Luke (Nashville): How many more years do you see yourself being the Sports Guy if you do leave the Disney family are you going to set up a blog similar to what Shanoff has done?

Bill Simmons: (2:39 PM ET ) Who’s Shanoff?

Pretty fucking arrogant. But wait…

Shanoff (NY): That. Hurts.

Bill Simmons: (2:41 PM ET ) Just. Kidding. Although I wish you had worked as hard on the Quickie as you do on the blog.

Really? Because he wrote that shit every day and you write two fucking articles (one of which may or may not be a mail-in Tiger Woods piece) every week. Nice feedback, you fucking dick.

Matt (Getting Marriedville, PA): Planning a Bachelor Party in Vegas for Final Four weekend. Where should we stay? Which casino has the best sports book?

Bill Simmons: (3:14 PM ET ) You’re crazy. Vegas is done. Go to New Orleans, go to Montreal, go to Toronto…

That’s odd, because you’ve reveled in your trips to Vegas in print roughly 5,000 times over the years. Didn’t know Vegas is “done”, even if it’s the same exact town as it was a couple years ago. Finally, someone has combined with assholishness of a Bostonian with the haughty douchebaggery of an Angeleno. I’m ecstatic.

But let’s go back and find even more ridiculousness. How about a quote from Simmons’ talk with Chris Ballard at SI?

I think back to 1998, when I had my own column, and it was dismissive, like, “Oh, he’s on the Internet.” It was an old guard/new guard thing.

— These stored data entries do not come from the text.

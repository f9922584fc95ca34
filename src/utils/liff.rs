/*!
 * LIFF Token & URL Helpers
 *
 * Clinics are identified in patient-facing LIFF URLs by an opaque
 * URL-safe token instead of their database id, so clinic ids cannot be
 * enumerated from links. Tokens are unique across all clinics.
 */

use base64::engine::general_purpose::URL_SAFE_NO_PAD;
use base64::Engine;
use rand::RngCore;

/// Generate a URL-safe clinic access token (32 random bytes, ~43 chars)
pub fn generate_access_token() -> String {
    let mut bytes = [0u8; 32];
    rand::thread_rng().fill_bytes(&mut bytes);
    URL_SAFE_NO_PAD.encode(bytes)
}

/// Build a LIFF URL for a clinic token and mode, e.g.
/// `{frontend}/liff/book?token={token}`
pub fn build_liff_url(frontend_url: &str, mode: &str, token: &str) -> String {
    format!("{}/liff/{}?token={}", frontend_url.trim_end_matches('/'), mode, token)
}

/// Build the reschedule URL, which additionally carries the appointment id
pub fn build_reschedule_url(frontend_url: &str, token: &str, appointment_id: i64) -> String {
    format!(
        "{}/liff/reschedule?token={}&appointmentId={}",
        frontend_url.trim_end_matches('/'),
        token,
        appointment_id
    )
}
async fn insert_item(
    tx: &mut Transaction<'_, Postgres>,
    clinic_id: i64,
    item: &ServiceItemData,
    display_order: i32,
) -> Result<i64> {
    let id: i64 = sqlx::query_scalar(
        r#"
        INSERT INTO appointment_types (
            clinic_id, name, duration_minutes, receipt_name,
            allow_new_patient_booking, allow_existing_patient_booking,
            allow_patient_practitioner_selection, allow_multiple_time_slot_selection,
            description, scheduling_buffer_minutes, service_type_group_id, display_order,
            require_notes, notes_instructions,
            send_patient_confirmation, send_clinic_confirmation, send_reminder,
            send_recurrent_clinic_confirmation,
            patient_confirmation_message, clinic_confirmation_message,
            reminder_message, recurrent_clinic_confirmation_message
        )
        VALUES ($1, $2, $3, $4, $5, $6, $7, $8, $9, $10, $11, $12, $13, $14,
                $15, $16, $17, $18, $19, $20, $21, $22)
        RETURNING id
        "#,
    )
    .bind(clinic_id)
    .bind(&item.name)
    .bind(item.duration_minutes)
    .bind(item.receipt_name.as_deref())
    .bind(item.allow_new_patient_booking)
    .bind(item.allow_existing_patient_booking)
    .bind(item.allow_patient_practitioner_selection)
    .bind(item.allow_multiple_time_slot_selection)
    .bind(item.description.as_deref())
    .bind(item.scheduling_buffer_minutes)
    .bind(item.service_type_group_id)
    .bind(display_order)
    .bind(item.require_notes)
    .bind(
        item.notes_instructions
            .as_deref()
            .map(str::trim)
            .filter(|s| !s.is_empty()),
    )
    .bind(item.send_patient_confirmation)
    .bind(item.send_clinic_confirmation)
    .bind(item.send_reminder)
    .bind(item.send_recurrent_clinic_confirmation)
    .bind(message_or_default(
        item.patient_confirmation_message.as_deref(),
        DEFAULT_PATIENT_CONFIRMATION_MESSAGE,
    ))
    .bind(message_or_default(
        item.clinic_confirmation_message.as_deref(),
        DEFAULT_CLINIC_CONFIRMATION_MESSAGE,
    ))
    .bind(message_or_default(
        item.reminder_message.as_deref(),
        DEFAULT_REMINDER_MESSAGE,
    ))
    .bind(message_or_default(
        item.recurrent_clinic_confirmation_message.as_deref(),
        DEFAULT_RECURRENT_CLINIC_CONFIRMATION_MESSAGE,
    ))
    .fetch_one(&mut **tx)
    .await?;
    Ok(id)
}
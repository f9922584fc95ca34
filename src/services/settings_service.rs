/*!
 * Settings Service
 *
 * Clinic settings reads and the partial (deep-merge) settings update,
 * including the embedded appointment-type reconciliation the settings
 * page submits: incoming rows are matched to existing ones by id first,
 * then by (name, duration); matched rows update in place, unmatched
 * existing rows soft-delete (blocked while practitioners still offer
 * them), and leftover incoming rows insert.
 *
 * Also owns appointment-type deletion (with its pre-flight validation)
 * and LIFF access-token regeneration.
 */

use axum::http::StatusCode;
use chrono::Utc;
use serde::Serialize;
use serde_json::{json, Value};
use sqlx::{PgPool, Postgres, Transaction};
use tracing::{info, warn};

use crate::models::appointment_type::AppointmentType;
use crate::models::{ClinicSettings, SETTINGS_SECTIONS};
use crate::services::message_template::{
    message_or_default, validate_template, DEFAULT_CLINIC_CONFIRMATION_MESSAGE,
    DEFAULT_PATIENT_CONFIRMATION_MESSAGE, DEFAULT_RECURRENT_CLINIC_CONFIRMATION_MESSAGE,
    DEFAULT_REMINDER_MESSAGE, RECURRENT_PLACEHOLDERS, STANDARD_PLACEHOLDERS,
};
use crate::utils::liff::generate_access_token;
use crate::utils::{deep_merge, AppError, Result};

/// A blocked or warned appointment type in deletion validation
#[derive(Debug, Clone, Serialize)]
pub struct AppointmentTypeReference {
    pub id: i64,
    pub name: String,
    pub practitioners: Vec<String>,
    pub is_blocked: bool,
    pub has_warnings: bool,
    #[serde(skip_serializing_if = "Option::is_none")]
    pub future_appointment_count: Option<i64>,
    #[serde(skip_serializing_if = "Option::is_none")]
    pub past_appointment_count: Option<i64>,
}

/// Deletion validation result
#[derive(Debug, Clone, Serialize)]
pub struct DeletionValidation {
    pub can_delete: bool,
    #[serde(skip_serializing_if = "Option::is_none")]
    pub error: Option<Value>,
    pub warnings: Vec<AppointmentTypeReference>,
    #[serde(skip_serializing_if = "Option::is_none")]
    pub message: Option<String>,
}

/// Settings service
pub struct SettingsService {
    pool: PgPool,
}
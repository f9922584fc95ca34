/*!
 * Availability & Calendar Event Models
 *
 * The weekly template (PractitionerAvailability) defines default working
 * windows per weekday. CalendarEvent is the unified temporal record that
 * exclusively owns either an Appointment or an AvailabilityException;
 * deleting the event cascades to its owned record.
 */

use chrono::{DateTime, NaiveDate, NaiveTime, Utc};
use serde::{Deserialize, Serialize};
use sqlx::FromRow;
use validator::Validate;

use crate::utils::time::parse_hhmm;

/// What a calendar event owns
#[derive(Debug, Clone, Copy, PartialEq, Eq, Serialize, Deserialize, sqlx::Type)]
#[sqlx(type_name = "VARCHAR", rename_all = "snake_case")]
#[serde(rename_all = "snake_case")]
pub enum CalendarEventType {
    Appointment,
    AvailabilityException,
}

/// Weekly availability template row: one interval of one weekday
/// (Monday = 0 .. Sunday = 6). Intervals within a day never overlap.
#[derive(Debug, Clone, FromRow)]
pub struct PractitionerAvailability {
    pub id: i64,
    pub user_id: i64,
    pub clinic_id: i64,
    pub day_of_week: i16,
    pub start_time: NaiveTime,
    pub end_time: NaiveTime,
}

/// Unified temporal record
#[derive(Debug, Clone, FromRow)]
pub struct CalendarEvent {
    pub id: i64,
    pub user_id: i64,
    pub clinic_id: i64,
    pub event_type: CalendarEventType,
    pub date: NaiveDate,
    /// Null start/end means all-day (exceptions only)
    pub start_time: Option<NaiveTime>,
    pub end_time: Option<NaiveTime>,
    pub event_name: Option<String>,
    pub created_at: DateTime<Utc>,
    pub updated_at: DateTime<Utc>,
}

/// Availability exception row; blocks the schedule inside its calendar
/// event's window
#[derive(Debug, Clone, FromRow)]
pub struct AvailabilityException {
    pub id: i64,
    pub calendar_event_id: i64,
    pub reason: Option<String>,
}

/// One interval in a weekly template request/response
#[derive(Debug, Clone, PartialEq, Eq, Serialize, Deserialize)]
pub struct AvailabilityPeriod {
    /// `HH:MM`
    pub start_time: String,
    /// `HH:MM`
    pub end_time: String,
}

impl AvailabilityPeriod {
    pub fn parsed(&self) -> Result<(NaiveTime, NaiveTime), String> {
        let start = parse_hhmm(&self.start_time)
            .ok_or_else(|| format!("時間格式錯誤: {}", self.start_time))?;
        let end = parse_hhmm(&self.end_time)
            .ok_or_else(|| format!("時間格式錯誤: {}", self.end_time))?;
        if start >= end {
            return Err("結束時間必須晚於開始時間".to_string());
        }
        Ok((start, end))
    }
}

/// Full weekly template payload: `periods[day_of_week]` lists that day's
/// working intervals
#[derive(Debug, Clone, Deserialize, Validate)]
pub struct WeeklyAvailabilityRequest {
    /// Exactly 7 entries, Monday first
    #[validate(length(min = 7, max = 7, message = "必須提供 7 天的時段"))]
    pub days: Vec<Vec<AvailabilityPeriod>>,
}

impl WeeklyAvailabilityRequest {
    /// Parse every day's periods, rejecting malformed or overlapping
    /// intervals
    pub fn parsed(&self) -> Result<Vec<Vec<(NaiveTime, NaiveTime)>>, String> {
        let mut parsed_days = Vec::with_capacity(self.days.len());
        for (day_index, periods) in self.days.iter().enumerate() {
            let mut intervals: Vec<(NaiveTime, NaiveTime)> = periods
                .iter()
                .map(|p| p.parsed())
                .collect::<Result<_, _>>()?;
            intervals.sort();
            for pair in intervals.windows(2) {
                if pair[1].0 < pair[0].1 {
                    return Err(format!("第 {} 天的時段重疊", day_index + 1));
                }
            }
            parsed_days.push(intervals);
        }
        Ok(parsed_days)
    }
}

/// Weekly template response
#[derive(Debug, Clone, Serialize)]
pub struct WeeklyAvailabilityResponse {
    pub user_id: i64,
    pub days: Vec<Vec<AvailabilityPeriod>>,
}

/// Request to create an availability exception
#[derive(Debug, Clone, Deserialize, Validate)]
pub struct CreateExceptionRequest {
    pub date: NaiveDate,
    /// `HH:MM`; omit both times for an all-day block
    pub start_time: Option<String>,
    pub end_time: Option<String>,
    #[validate(length(max = 255, message = "名稱過長"))]
    pub event_name: Option<String>,
    /// Override the overlapping-appointment warning
    #[serde(default)]
    pub force: bool,
}

/// Exception details in responses
#[derive(Debug, Clone, Serialize)]
pub struct ExceptionResponse {
    pub calendar_event_id: i64,
    pub date: NaiveDate,
    pub start_time: Option<String>,
    pub end_time: Option<String>,
    pub event_name: Option<String>,
}

#[cfg(test)]
mod tests {
    use super::*;

    fn period(start: &str, end: &str) -> AvailabilityPeriod {
        AvailabilityPeriod {
            start_time: start.to_string(),
            end_time: end.to_string(),
        }
    }

    #[test]
    fn test_period_parsing_rejects_inverted_range() {
        assert!(period("09:00", "12:00").parsed().is_ok());
        assert!(period("12:00", "09:00").parsed().is_err());
        assert!(period("09:00", "09:00").parsed().is_err());
    }

    #[test]
    fn test_weekly_request_rejects_overlapping_intervals() {
        let mut days = vec![Vec::new(); 7];
        days[0] = vec![period("09:00", "12:00"), period("11:00", "14:00")];
        let request = WeeklyAvailabilityRequest { days };
        assert!(request.parsed().is_err());
    }

    #[test]
    fn test_weekly_request_allows_adjacent_intervals() {
        let mut days = vec![Vec::new(); 7];
        days[0] = vec![period("09:00", "12:00"), period("12:00", "18:00")];
        let request = WeeklyAvailabilityRequest { days };
        let parsed = request.parsed().unwrap();
        assert_eq!(parsed[0].len(), 2);
    }
}
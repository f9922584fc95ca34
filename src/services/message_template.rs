/*!
 * Message Template Service
 *
 * Per-service LINE message templates with a documented placeholder set.
 * Empty or whitespace-only templates are replaced by the system default
 * before persisting (the columns are NOT NULL); unknown placeholders are
 * rejected on write.
 */

use std::collections::HashMap;

use once_cell::sync::Lazy;
use regex::Regex;

/// Placeholders available in the standard templates
pub const STANDARD_PLACEHOLDERS: [&str; 8] = [
    "patient_name",
    "practitioner_name",
    "appointment_type_name",
    "appointment_datetime",
    "clinic_name",
    "clinic_phone",
    "clinic_address",
    "notes",
];

/// Placeholders available in the recurrent clinic confirmation, which
/// summarizes several dates at once
pub const RECURRENT_PLACEHOLDERS: [&str; 5] = [
    "patient_name",
    "practitioner_name",
    "appointment_type_name",
    "appointment_dates",
    "clinic_name",
];

pub const DEFAULT_PATIENT_CONFIRMATION_MESSAGE: &str =
    "{patient_name} 您好，已為您完成預約：\n{appointment_type_name}\n時間：{appointment_datetime}\n如需變更請透過預約頁面操作。\n{clinic_name}";

pub const DEFAULT_CLINIC_CONFIRMATION_MESSAGE: &str =
    "新預約通知\n患者：{patient_name}\n項目：{appointment_type_name}\n時間：{appointment_datetime}\n治療師：{practitioner_name}";

pub const DEFAULT_REMINDER_MESSAGE: &str =
    "{patient_name} 您好，提醒您明天的預約：\n{appointment_type_name}\n時間：{appointment_datetime}\n地點：{clinic_address}\n{clinic_name}";

pub const DEFAULT_RECURRENT_CLINIC_CONFIRMATION_MESSAGE: &str =
    "定期預約通知\n患者：{patient_name}\n項目：{appointment_type_name}\n日期：{appointment_dates}\n治療師：{practitioner_name}";

static PLACEHOLDER_RE: Lazy<Regex> =
    Lazy::new(|| Regex::new(r"\{([a-zA-Z_]+)\}").expect("placeholder regex"));

/// Return the template, or the default when empty/whitespace-only
pub fn message_or_default(raw: Option<&str>, default: &str) -> String {
    match raw {
        Some(text) if !text.trim().is_empty() => text.to_string(),
        _ => default.to_string(),
    }
}

/// Collect unknown placeholders in a template. An empty result means the
/// template is valid.
pub fn validate_template(template: &str, allowed: &[&str]) -> Vec<String> {
    PLACEHOLDER_RE
        .captures_iter(template)
        .filter_map(|capture| {
            let name = capture.get(1)?.as_str();
            if allowed.contains(&name) {
                None
            } else {
                Some(format!("未知的變數 {{{}}}", name))
            }
        })
        .collect()
}

/// Substitute placeholder values into a template. Placeholders without a
/// value render as an empty string.
pub fn render_template(template: &str, values: &HashMap<&str, String>) -> String {
    PLACEHOLDER_RE
        .replace_all(template, |capture: &regex::Captures<'_>| {
            values
                .get(capture.get(1).map(|m| m.as_str()).unwrap_or_default())
                .cloned()
                .unwrap_or_default()
        })
        .into_owned()
}

/// Values carried into rendering for one appointment
#[derive(Debug, Clone, Default)]
pub struct TemplateValues {
    pub patient_name: String,
    pub practitioner_name: String,
    pub appointment_type_name: String,
    pub appointment_datetime: String,
    pub clinic_name: String,
    pub clinic_phone: Option<String>,
    pub clinic_address: Option<String>,
    pub notes: Option<String>,
}

impl TemplateValues {
    pub fn as_map(&self) -> HashMap<&'static str, String> {
        let mut map = HashMap::new();
        map.insert("patient_name", self.patient_name.clone());
        map.insert("practitioner_name", self.practitioner_name.clone());
        map.insert("appointment_type_name", self.appointment_type_name.clone());
        map.insert("appointment_datetime", self.appointment_datetime.clone());
        map.insert("clinic_name", self.clinic_name.clone());
        map.insert("clinic_phone", self.clinic_phone.clone().unwrap_or_default());
        map.insert(
            "clinic_address",
            self.clinic_address.clone().unwrap_or_default(),
        );
        map.insert("notes", self.notes.clone().unwrap_or_default());
        map
    }

    pub fn render(&self, template: &str) -> String {
        render_template(template, &self.as_map())
    }
}
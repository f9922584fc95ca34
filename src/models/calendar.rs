/*!
 * Calendar View Models
 *
 * Response DTOs for the daily / monthly / batch calendar endpoints.
 * Views are assembled from bulk loads; see `services::calendar_service`.
 */

use chrono::{NaiveDate, NaiveTime};
use serde::{Deserialize, Serialize};

use crate::models::appointment::AppointmentStatus;
use crate::models::availability::CalendarEventType;

/// One enriched event on a daily calendar
#[derive(Debug, Clone, Serialize)]
pub struct CalendarEventView {
    pub calendar_event_id: i64,
    pub event_type: CalendarEventType,
    pub date: NaiveDate,
    pub start_time: Option<NaiveTime>,
    pub end_time: Option<NaiveTime>,
    pub event_name: Option<String>,
    pub practitioner_id: i64,
    pub practitioner_name: Option<String>,
    /// Present for appointment events only
    pub appointment: Option<CalendarAppointmentView>,
}

/// Appointment enrichment on a calendar event
#[derive(Debug, Clone, Serialize)]
pub struct CalendarAppointmentView {
    pub appointment_id: i64,
    pub status: AppointmentStatus,
    pub patient_id: i64,
    pub patient_name: String,
    pub patient_phone: Option<String>,
    pub patient_birthday: Option<NaiveDate>,
    pub line_display_name: Option<String>,
    pub appointment_type_id: i64,
    pub appointment_type_name: String,
    pub notes: Option<String>,
    pub clinic_notes: Option<String>,
    pub is_auto_assigned: bool,
    pub pending_time_confirmation: bool,
    pub resource_names: Vec<String>,
    pub receipt_status: Option<String>,
}

/// Daily calendar response: events plus the day's working windows
#[derive(Debug, Clone, Serialize)]
pub struct DailyCalendarResponse {
    pub date: NaiveDate,
    pub events: Vec<CalendarEventView>,
    /// The practitioner's default windows for this weekday, `HH:MM` pairs
    pub default_hours: Vec<(String, String)>,
}

/// Per-day appointment count in the monthly view
#[derive(Debug, Clone, Serialize)]
pub struct MonthlyCalendarDay {
    pub date: NaiveDate,
    pub appointment_count: i64,
    pub has_exception: bool,
}

/// Monthly calendar response
#[derive(Debug, Clone, Serialize)]
pub struct MonthlyCalendarResponse {
    pub month: String,
    pub days: Vec<MonthlyCalendarDay>,
}

/// Batch calendar request: several practitioners over a date range
#[derive(Debug, Clone, Deserialize)]
pub struct BatchCalendarRequest {
    pub practitioner_ids: Vec<i64>,
    pub start_date: NaiveDate,
    pub end_date: NaiveDate,
}

/// Batch calendar response entry
#[derive(Debug, Clone, Serialize)]
pub struct PractitionerCalendar {
    pub practitioner_id: i64,
    pub events: Vec<CalendarEventView>,
}

/// Batch calendar response
#[derive(Debug, Clone, Serialize)]
pub struct BatchCalendarResponse {
    pub calendars: Vec<PractitionerCalendar>,
}

/// Pending-review entry: future confirmed appointments still hidden from
/// their practitioner
#[derive(Debug, Clone, Serialize)]
pub struct PendingReviewAppointment {
    pub appointment_id: i64,
    pub date: NaiveDate,
    pub start_time: NaiveTime,
    pub end_time: NaiveTime,
    pub practitioner_id: i64,
    pub practitioner_name: Option<String>,
    pub patient_name: String,
    pub appointment_type_name: String,
}
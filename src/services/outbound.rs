/*!
 * Outbound Notification Worker
 *
 * Post-commit delivery of LINE push messages. Handlers enqueue rendered
 * messages after their transaction commits; a background task drains the
 * queue and talks to the LINE Messaging API. A failed send is logged and
 * retried once, and never affects the request that produced it.
 */

use serde_json::json;
use tokio::sync::mpsc;
use tracing::{debug, error, info};

const LINE_PUSH_URL: &str = "https://api.line.me/v2/bot/message/push";

/// A rendered push message ready for delivery
#[derive(Debug, Clone)]
pub struct OutboundMessage {
    /// The clinic's LINE channel access token
    pub channel_access_token: String,
    /// LINE user id of the recipient
    pub to: String,
    pub text: String,
}

/// Cloneable handle used by handlers to enqueue messages
#[derive(Debug, Clone)]
pub struct OutboundSender {
    tx: mpsc::UnboundedSender<OutboundMessage>,
}

impl OutboundSender {
    /// Enqueue messages for delivery. Errors only when the worker is
    /// gone, which is logged and swallowed: notification loss must not
    /// fail the caller.
    pub fn enqueue(&self, messages: Vec<OutboundMessage>) {
        for message in messages {
            if self.tx.send(message).is_err() {
                error!("Outbound worker is not running; dropping notification");
            }
        }
    }
}

/// LINE Messaging API push client
#[derive(Debug, Clone)]
pub struct LinePushClient {
    http: reqwest::Client,
}

impl LinePushClient {
    pub fn new() -> Self {
        Self {
            http: reqwest::Client::new(),
        }
    }

    /// Push one text message
    pub async fn push(&self, message: &OutboundMessage) -> anyhow::Result<()> {
        let response = self
            .http
            .post(LINE_PUSH_URL)
            .bearer_auth(&message.channel_access_token)
            .json(&json!({
                "to": message.to,
                "messages": [{"type": "text", "text": message.text}],
            }))
            .send()
            .await?;

        if !response.status().is_success() {
            let status = response.status();
            let body = response.text().await.unwrap_or_default();
            anyhow::bail!("LINE push failed with {}: {}", status, body);
        }
        Ok(())
    }
}

impl Default for LinePushClient {
    fn default() -> Self {
        Self::new()
    }
}

/// Spawn the outbound worker and return the enqueue handle.
///
/// This should be called from main.rs before the router is built.
pub fn spawn_outbound_worker(client: LinePushClient) -> OutboundSender {
    let (tx, mut rx) = mpsc::unbounded_channel::<OutboundMessage>();

    tokio::spawn(async move {
        info!("Outbound notification worker started");
        while let Some(message) = rx.recv().await {
            match client.push(&message).await {
                Ok(()) => debug!("Pushed notification to {}", message.to),
                Err(first_err) => {
                    // One retry; after that the failure is only logged.
                    match client.push(&message).await {
                        Ok(()) => debug!("Pushed notification to {} on retry", message.to),
                        Err(retry_err) => error!(
                            "Failed to push notification to {}: {} (retry: {})",
                            message.to, first_err, retry_err
                        ),
                    }
                }
            }
        }
        info!("Outbound notification worker stopped");
    });

    OutboundSender { tx }
}

#[cfg(test)]
mod tests {
    use super::*;

    #[tokio::test]
    async fn test_enqueue_after_worker_drop_does_not_panic() {
        let (tx, rx) = mpsc::unbounded_channel::<OutboundMessage>();
        drop(rx);
        let sender = OutboundSender { tx };
        sender.enqueue(vec![OutboundMessage {
            channel_access_token: "token".to_string(),
            to: "U1".to_string(),
            text: "hello".to_string(),
        }]);
    }

    #[tokio::test]
    async fn test_worker_drains_queue() {
        let (tx, mut rx) = mpsc::unbounded_channel::<OutboundMessage>();
        let sender = OutboundSender { tx };
        sender.enqueue(vec![
            OutboundMessage {
                channel_access_token: "token".to_string(),
                to: "U1".to_string(),
                text: "a".to_string(),
            },
            OutboundMessage {
                channel_access_token: "token".to_string(),
                to: "U2".to_string(),
                text: "b".to_string(),
            },
        ]);
        assert_eq!(rx.recv().await.unwrap().to, "U1");
        assert_eq!(rx.recv().await.unwrap().to, "U2");
    }
}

Isn’t that exactly what you’re doing to the people who got the Whitlock interview? You complain about newspapers never letting you write or paying you anything. Now you get paid hundreds of thousands of dollars and somehow those who would emulate you aren’t worthy?

Shanoff can’t say this, so allow me: FUCK. YOU.

I’m here to tell you your services are no longer required. I can find my sports-related humor without a reference to Larry Bird every five goddamn lines, and I can take comfort in the fact that it wasn’t written by that one asshole in the pickup game who insists on being point guard and shouting out coaching instructions. YOU are the old guard now, my friend. You write for a Disney site that won’t let you say anything. You can’t even say fuck. I can. Fuck fuck fuckkity fuck. It’s fun. Try it. Oh wait, sorry. Your editor says you can’t do that. Too bad.

But I hope that 5,000 word essay you wrote on Dennis Johnson turns out really nicely. Fucktard.

PS – Your book sucked, douche.

NOTE: This rant generated some pretty interesting comments down below, including thoughtful defenses of Simmons from commenters Mike Futia, Friz and gladwell (clearly slumming).

Here’s my take: We rip on our favorite athletes all the time. I don’t understand why ripping on broadcasters and sportswriters is any different. Does that cross some sort of line? What’s the difference between me making fun of Bill Simmons and Simmons calling for Doc Rivers’ head? Do the vast majority of sports fans give a shit either way about any of this? Probably not. But some of us like arguing and making juvenile dick jokes about it. I’m not fighting any greater war. It’s like a sports bar argument. The argument is the sport.

Frankly, I think this whole “bloggers think everything sucks” viewpoint is dumb. I take the rest of my life seriously enough. The blog exists so I can make all the tasteless TO suicide jokes I please. I’m not some fucking nihilist. This is a satire site. That means everyone gets made fun of. Including, and especially me. There’s no grand master scheme to get Deadspin links and then take over the sports blogging gay mafia. It’s for fun. 8-year-old fun, but fun nonetheless. Hey, that dog has a puffy tail!